My own company. Events. Destination weddings.
Small and honest and mine. I’ve spent eight years building perfect days for strangers.
I want to build them for people who mean it, and I want my name on the door.
” I finally look up at him. “I watched my own wedding get used as paperwork for a con. I think I’d like to spend the rest of my life making the opposite of that. Is that insane?”
He’s quiet for a moment. Then he smiles, slow and wide, the smile from the driveway, the one with nothing held back.
“You realize,” he says, “that I own eleven venues.”
“This is not a merger proposal, Carter.”
“Everything’s a merger proposal if you’re brave enough.” He pulls me down and kisses my hair. “Build it. I’ll be your first jealous competitor.”
I close my eyes and let myself drift, safe in his arms, finally free.
Tomorrow there will be paperwork and lawyers and a thousand decisions to make.
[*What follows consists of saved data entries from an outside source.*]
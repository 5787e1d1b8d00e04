//! Fire-and-forget email dispatch

/// HTML bodies for outbound email
pub mod templates;

use std::sync::Arc;

use bazaar_domain::{EmailMessage, EmailSender};
use tokio::task::JoinHandle;

/// Dispatches emails on background tasks
///
/// Delivery failures are logged at warn level and never propagate.
#[derive(Clone)]
pub struct Mailer {
    sender: Arc<dyn EmailSender>,
}

impl Mailer {
    pub fn new(sender: Arc<dyn EmailSender>) -> Self {
        Self { sender }
    }

    /// Queue a message for delivery and return immediately
    ///
    /// Must be called from within a tokio runtime.
    pub fn dispatch(&self, message: EmailMessage) -> JoinHandle<()> {
        let sender = Arc::clone(&self.sender);
        tokio::spawn(async move {
            match sender.send(&message).await {
                Ok(()) => {
                    tracing::debug!(to = %message.to, subject = %message.subject, "email sent");
                }
                Err(e) => tracing::warn!(
                    to = %message.to,
                    subject = %message.subject,
                    error = %e,
                    "email delivery failed"
                ),
            }
        })
    }
}
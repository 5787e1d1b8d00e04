//! Configuration
//!
//! Typed configuration sections plus the figment-based [`ConfigLoader`].

pub mod loader;
pub mod types;

pub use loader::{ConfigBuilder, ConfigLoader};
pub use types::{
    AppConfig, AuthConfig, CookieConfig, EmailConfig, EmailProvider, Environment, JwtConfig,
    LoggingConfig, ServerConfig, UsersConfig,
};
//! Application Layer - Bazaar
//!
//! Use cases of the authentication and authorization core, written against
//! the port traits of `bazaar-domain` only.
//!
//! ## Use Cases
//!
//! | Service | Description |
//! |---------|-------------|
//! | [`SessionResolver`] | Token to authenticated user, through the session cache |
//! | [`AuthService`] | Login, logout, registration, password reset and update |
//! | [`UserAdminService`] | Role-gated listing and updating of users |
//! | [`NotificationService`] | Booking notification emails |
//!
//! Outbound email goes through [`Mailer`], which never lets a delivery
//! failure reach the caller.

pub mod mailer;
pub mod use_cases;

pub use mailer::Mailer;
pub use use_cases::*;
//! Server-rendered pages
//!
//! The guard fairing has already screened these paths by cookie and token
//! role; handlers here check the resolved account, which reflects role and
//! active-flag changes made after the token was issued.

use bazaar_application::mailer::templates::{BRAND, escape_html};
use bazaar_domain::constants::{HOME_PATH, LOGIN_PATH, REDIRECT_QUERY_PARAM};
use bazaar_domain::{Role, UserProfile};
use bazaar_infrastructure::AppContext;
use rocket::http::CookieJar;
use rocket::http::uri::Origin;
use rocket::response::Redirect;
use rocket::response::content::RawHtml;
use rocket::{Route, State, get, routes};

use crate::cookies::clear_session;
use crate::session::OptionalUser;

type PageResult = Result<RawHtml<String>, Redirect>;

fn layout(title: &str, body: &str) -> RawHtml<String> {
    RawHtml(format!(
        "<!DOCTYPE html><html><head><meta charset=\"utf-8\"><title>{title} - {BRAND}</title></head>\
         <body><main>{body}</main></body></html>",
        title = escape_html(title),
    ))
}

fn login_redirect(uri: &Origin<'_>) -> Redirect {
    Redirect::to(format!(
        "{LOGIN_PATH}?{REDIRECT_QUERY_PARAM}={}",
        urlencoding::encode(uri.path().as_str())
    ))
}

fn greeting(user: &UserProfile) -> String {
    format!("<p>Signed in as {}</p>", escape_html(&user.email))
}

/// Page for a signed-in user whose role passes `allowed`
fn session_page(
    uri: &Origin<'_>,
    user: OptionalUser,
    allowed: fn(Role) -> bool,
    title: &str,
) -> PageResult {
    let Some(user) = user.0 else {
        return Err(login_redirect(uri));
    };
    if !allowed(user.role) {
        tracing::debug!(
            user_id = user.id,
            role = %user.role,
            path = uri.path().as_str(),
            "page refused for role"
        );
        return Err(Redirect::to(HOME_PATH));
    }
    Ok(layout(
        title,
        &format!("<h1>{}</h1>{}", escape_html(title), greeting(&user)),
    ))
}

fn any_role(_: Role) -> bool {
    true
}

#[get("/")]
pub fn index(session: OptionalUser) -> RawHtml<String> {
    let body = match session.user() {
        Some(user) => format!(
            "<h1>Welcome back, {}</h1>{}",
            escape_html(user.display_name()),
            greeting(user)
        ),
        None => format!("<h1>Welcome to {BRAND}</h1><p><a href=\"{LOGIN_PATH}\">Sign in</a></p>"),
    };
    layout("Home", &body)
}

#[get("/login?<redirect>")]
pub fn login(redirect: Option<String>) -> RawHtml<String> {
    let redirect = redirect.unwrap_or_else(|| HOME_PATH.to_string());
    layout(
        "Sign in",
        &format!(
            "<h1>Sign in</h1>\
             <form method=\"post\" action=\"/api/auth/login\" data-redirect=\"{}\">\
             <input name=\"email\" type=\"email\"><input name=\"password\" type=\"password\">\
             <button type=\"submit\">Sign in</button></form>",
            escape_html(&redirect)
        ),
    )
}

#[get("/register")]
pub fn register() -> RawHtml<String> {
    layout("Create account", "<h1>Create account</h1>")
}

#[get("/forgot-password")]
pub fn forgot_password() -> RawHtml<String> {
    layout("Forgot password", "<h1>Forgot password</h1>")
}

#[get("/reset-password?<token>")]
pub fn reset_password(token: Option<String>) -> RawHtml<String> {
    let body = match token {
        Some(token) => format!(
            "<h1>Choose a new password</h1><form data-token=\"{}\"></form>",
            escape_html(&token)
        ),
        None => "<h1>Reset link missing</h1>".to_string(),
    };
    layout("Reset password", &body)
}

#[get("/services")]
pub fn services() -> RawHtml<String> {
    layout("Services", "<h1>Services</h1>")
}

#[get("/about")]
pub fn about() -> RawHtml<String> {
    layout("About", &format!("<h1>About {BRAND}</h1>"))
}

#[get("/booking")]
pub fn booking(uri: &Origin<'_>, user: OptionalUser) -> PageResult {
    session_page(uri, user, any_role, "Booking")
}

#[get("/orders")]
pub fn orders(uri: &Origin<'_>, user: OptionalUser) -> PageResult {
    session_page(uri, user, any_role, "Orders")
}

#[get("/profile")]
pub fn profile(uri: &Origin<'_>, user: OptionalUser) -> PageResult {
    session_page(uri, user, any_role, "Profile")
}

#[get("/admin/<_..>")]
pub fn admin(uri: &Origin<'_>, user: OptionalUser) -> PageResult {
    session_page(uri, user, Role::is_admin, "Administration")
}

#[get("/provider/<_..>")]
pub fn provider(uri: &Origin<'_>, user: OptionalUser) -> PageResult {
    session_page(uri, user, Role::is_provider, "Provider dashboard")
}

/// Browser logout: drop the cookie, then send the user to the login page
#[get("/logout")]
pub fn logout(context: &State<AppContext>, cookies: &CookieJar<'_>) -> Redirect {
    if let Some(token) = clear_session(cookies, context.config()) {
        context.auth().logout(Some(&token));
    }
    Redirect::to(LOGIN_PATH)
}

pub fn routes() -> Vec<Route> {
    routes![
        index,
        login,
        register,
        forgot_password,
        reset_password,
        services,
        about,
        booking,
        orders,
        profile,
        admin,
        provider,
        logout
    ]
}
Tomorrow I’ll call Patterson and ask him what it takes to turn an inheritance into a beginning.
There’s already a name circling in my head, the only name it could ever be - hers and mine, eighty years apart, two women who built other people’s celebrations until one of them finally built her own.
Hayes & Dorothea.
But tonight, there’s just this. Just him. Just the two of us, together, at the beginning of something new.